◆ **DATA**:
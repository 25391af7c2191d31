//! HTML解析和处理模块
//!
//! 这个模块被拆分为多个子模块：
//!
//! - `utils`: 基础常量、字符引用解码与属性值转义
//! - `tokenizer`: 标签边界与属性值区间的扫描
//! - `parser`: `srcset` 解析与重写
//! - `rewriter`: 文档级的 URL 重写

pub mod parser;
pub mod rewriter;
pub mod tokenizer;
pub mod utils;

pub use parser::{parse_srcset, rewrite_srcset, SrcSetItem};
pub use rewriter::{is_url_attribute, rewrite_html};
pub use tokenizer::RAW_TEXT_ELEMENTS;
pub use utils::{decode_entities, escape_attribute_value, WHITESPACES};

◆ **WHAT YOU NEED TO DO**: A bare number is the expected answer: the tally of lines in the records above holding "parser".

◆ **COMPLETED TASK**: 3